Proposal Five: Change How Overtime is Granted
Managers here at XYZ like to imagine they know how to save money when granting overtime. Here is how they do it: no announcement of overtime is made until the last minute. So the “savings” comes from the refusal to commit to any overtime in advance. Typically a supervisor’s face suddenly appears at a worker’s machine or cubicle a few minutes before quitting time and says (not asks) Don’t leave. There is no information as to how much overtime there will be. If workers are told “four hours”, they know that it may only be a half-hour. If they are told “two hours”, they know it may be four.

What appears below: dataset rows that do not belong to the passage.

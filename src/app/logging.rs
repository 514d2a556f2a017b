use crate::config::AppConfig;
use std::{
    env, fs,
    io::Write,
    panic,
    path::PathBuf,
    sync::{
        atomic::{AtomicBool, Ordering},
        Mutex, OnceLock,
    },
    time::{SystemTime, UNIX_EPOCH},
};

const LOG_MAX_BYTES: u64 = 2 * 1024 * 1024;
const CRASH_LOG_MAX_BYTES: u64 = 128 * 1024;
static LOG_ENABLED: AtomicBool = AtomicBool::new(false);
static LOG_CONTENT_ENABLED: AtomicBool = AtomicBool::new(false);
static LOG_STATE: OnceLock<Mutex<LogState>> = OnceLock::new();

/// Debug log location. The terminal is owned by the relay, so logs never go to stdout.
pub fn log_file_path() -> PathBuf {
    env::var("TTYSPY_LOG_FILE")
        .map(PathBuf::from)
        .unwrap_or_else(|_| env::temp_dir().join("ttyspy.log"))
}

/// Crash log location (panic location and, with `--log-content`, the payload).
pub fn crash_log_path() -> PathBuf {
    env::temp_dir().join("ttyspy_crash.log")
}

struct LogWriter {
    path: PathBuf,
    file: fs::File,
    max_bytes: u64,
    bytes_written: u64,
}

impl LogWriter {
    fn open(path: PathBuf, max_bytes: u64) -> Option<Self> {
        let mut bytes_written = fs::metadata(&path).map(|m| m.len()).unwrap_or(0);
        if bytes_written > max_bytes {
            let _ = fs::remove_file(&path);
            bytes_written = 0;
        }
        let file = fs::OpenOptions::new()
            .create(true)
            .append(true)
            .open(&path)
            .ok()?;
        Some(Self {
            path,
            file,
            max_bytes,
            bytes_written,
        })
    }

    fn truncate_if_full(&mut self, next_len: usize) {
        if self.bytes_written.saturating_add(next_len as u64) <= self.max_bytes {
            return;
        }
        if let Ok(file) = fs::OpenOptions::new()
            .create(true)
            .write(true)
            .truncate(true)
            .open(&self.path)
        {
            self.file = file;
            self.bytes_written = 0;
        }
    }

    fn append(&mut self, line: &str) {
        self.truncate_if_full(line.len());
        if self.file.write_all(line.as_bytes()).is_ok() {
            self.bytes_written = self.bytes_written.saturating_add(line.len() as u64);
        }
    }
}

#[derive(Default)]
struct LogState {
    writer: Option<LogWriter>,
}

fn log_state() -> &'static Mutex<LogState> {
    LOG_STATE.get_or_init(|| Mutex::new(LogState::default()))
}

fn unix_seconds() -> u64 {
    SystemTime::now()
        .duration_since(UNIX_EPOCH)
        .unwrap_or_default()
        .as_secs()
}

fn set_enabled(enabled: bool, content_enabled: bool) {
    LOG_ENABLED.store(enabled, Ordering::Relaxed);
    LOG_CONTENT_ENABLED.store(enabled && content_enabled, Ordering::Relaxed);
    let mut state = log_state()
        .lock()
        .unwrap_or_else(|poisoned| poisoned.into_inner());
    state.writer = if enabled {
        LogWriter::open(log_file_path(), LOG_MAX_BYTES)
    } else {
        None
    };
}

/// Turn file logging on or off from the parsed CLI flags.
pub fn init_logging(config: &AppConfig) {
    set_enabled(config.logging_enabled(), config.log_content);
}

/// Append a line to the debug log. Never include relay text here; use
/// [`log_debug_content`] for anything the caller or operator typed.
pub fn log_debug(msg: &str) {
    if !LOG_ENABLED.load(Ordering::Relaxed) {
        return;
    }
    let line = format!("[{}] {msg}\n", unix_seconds());
    let mut state = log_state()
        .lock()
        .unwrap_or_else(|poisoned| poisoned.into_inner());
    if let Some(writer) = state.writer.as_mut() {
        writer.append(&line);
    }
}

/// Log a line carrying conversation content (only with `--log-content`).
pub fn log_debug_content(msg: &str) {
    if !LOG_CONTENT_ENABLED.load(Ordering::Relaxed) {
        return;
    }
    log_debug(msg);
}

/// Record a panic in the crash log.
pub fn log_panic(info: &panic::PanicHookInfo<'_>) {
    if !LOG_ENABLED.load(Ordering::Relaxed) {
        return;
    }
    let location = info
        .location()
        .map(|loc| format!("{}:{}", loc.file(), loc.line()))
        .unwrap_or_else(|| "unknown".to_string());
    let payload = if LOG_CONTENT_ENABLED.load(Ordering::Relaxed) {
        info.payload()
            .downcast_ref::<&str>()
            .map(|text| (*text).to_string())
            .or_else(|| info.payload().downcast_ref::<String>().cloned())
            .unwrap_or_else(|| "non-string panic payload".to_string())
    } else {
        "payload omitted (log-content disabled)".to_string()
    };
    let line = format!(
        "[{}] panic at {location}: {payload} (v{})\n",
        unix_seconds(),
        env!("CARGO_PKG_VERSION")
    );
    if let Some(mut writer) = LogWriter::open(crash_log_path(), CRASH_LOG_MAX_BYTES) {
        writer.append(&line);
    }
}

#[cfg(test)]
pub(crate) fn set_logging_for_tests(enabled: bool, content_enabled: bool) {
    set_enabled(enabled, content_enabled);
}

#[cfg(test)]
mod tests {
    use super::*;

    fn scratch_path(name: &str) -> PathBuf {
        let nanos = SystemTime::now()
            .duration_since(UNIX_EPOCH)
            .unwrap()
            .as_nanos();
        env::temp_dir().join(format!("ttyspy_{name}_{nanos}.log"))
    }

    #[test]
    fn log_writer_truncates_when_budget_exceeded() {
        let path = scratch_path("rotate");
        let mut writer = LogWriter::open(path.clone(), 16).expect("open log");
        writer.append("0123456789\n");
        writer.append("abcdefghij\n");
        let contents = fs::read_to_string(&path).expect("read log");
        assert_eq!(contents, "abcdefghij\n");
        let _ = fs::remove_file(path);
    }

    #[test]
    fn log_writer_discards_oversized_file_on_open() {
        let path = scratch_path("oversized");
        fs::write(&path, "x".repeat(64)).expect("seed log");
        let writer = LogWriter::open(path.clone(), 32).expect("open log");
        assert_eq!(writer.bytes_written, 0);
        let _ = fs::remove_file(path);
    }

    #[test]
    fn content_logging_requires_base_logging() {
        set_logging_for_tests(false, true);
        assert!(!LOG_CONTENT_ENABLED.load(Ordering::Relaxed));
        set_logging_for_tests(false, false);
    }
}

The effect of this is to rob the hourly employees of their own free evening time, and so they end up subsidizing the company with that lost free time, now made contingent upon events they can’t control. It is found money, not overtime.
It is worse for weekend work. A supervisor with a clipboard will come around and “ask” if employees are available. It is understood that they must answer yes a majority of the time. However, each available employee must call in on the scheduled weekend-day first, “to see if we really need you.” The effect of this is to programmatically rob those employees of their weekends. However, employees do not actually let their weekends get away that easily. Instead, they bring their weekends back to work with them, and management then puzzles and complains about a lack of discipline the following week. Recommendation: for daily unscheduled overtime, guarantee hourly employees a minimum of one hour. For weekend overtime, guarantee employees whatever was scheduled, but require them to come in and stay to earn it, even if that means just sitting around. Most will choose to skip it altogether. Choice is key.
Added Costs
The conventional view is that my proposals would cost XYZ Corp. too much money. But of course, the procedures we now follow are themselves costing us too much money. It is just difficult or impossible to directly measure those costs. Out of sight, out of mind. I believe that following my suggestions would save the company money in two ways: first, the lowering of needless daily stress caused by arbitrary and counterproductive rules would add value to our employees. Second, XYZ Corp. would immediately become the preferred employer in our field. As a result, pressure among applicants to work here would act to suppress entry pay-rates and raises, and pressure current employees to work their best in order to keep their jobs.
Some might argue that this is just a matter of trading sources of stress. But that misstates the situation. It is not stressful to have to work hard to earn your daily bread. People have no problem with hard work per se. It can be a source of great personal and professional pride. But it is stressful to have to jump through hoops all day while trying to do one’s best. It is a privilege to be able to just work harder to increase one’s true productivity. When people are not able to do that, they are torn between wanting to be good at their jobs and just gaming the system, which is probably the greatest source of workplace stress of all. We owe it to ourselves to do better.
References
Daft, R. L. (2011). Management (2nd ed.). London: Cengage Learning.
Desjardins, S.-J. (2011). Workplace stress a growing health hazard. Eurek Alert , 1-10.
Edwards, J. A. (2008). Psychometric analysis of the UK Health and Safety Executive’s Management Standards Work-Related Stress Indicator Tool. Work & Stress; 12-78.
Jaramillo, F. (2011). Workplace Stressors, Job Attitude, and Job Behaviors: Is Interpersonal Conflict the Missing Link? Journal of Personal Selling & Sales Management; 31 (1), 2-31.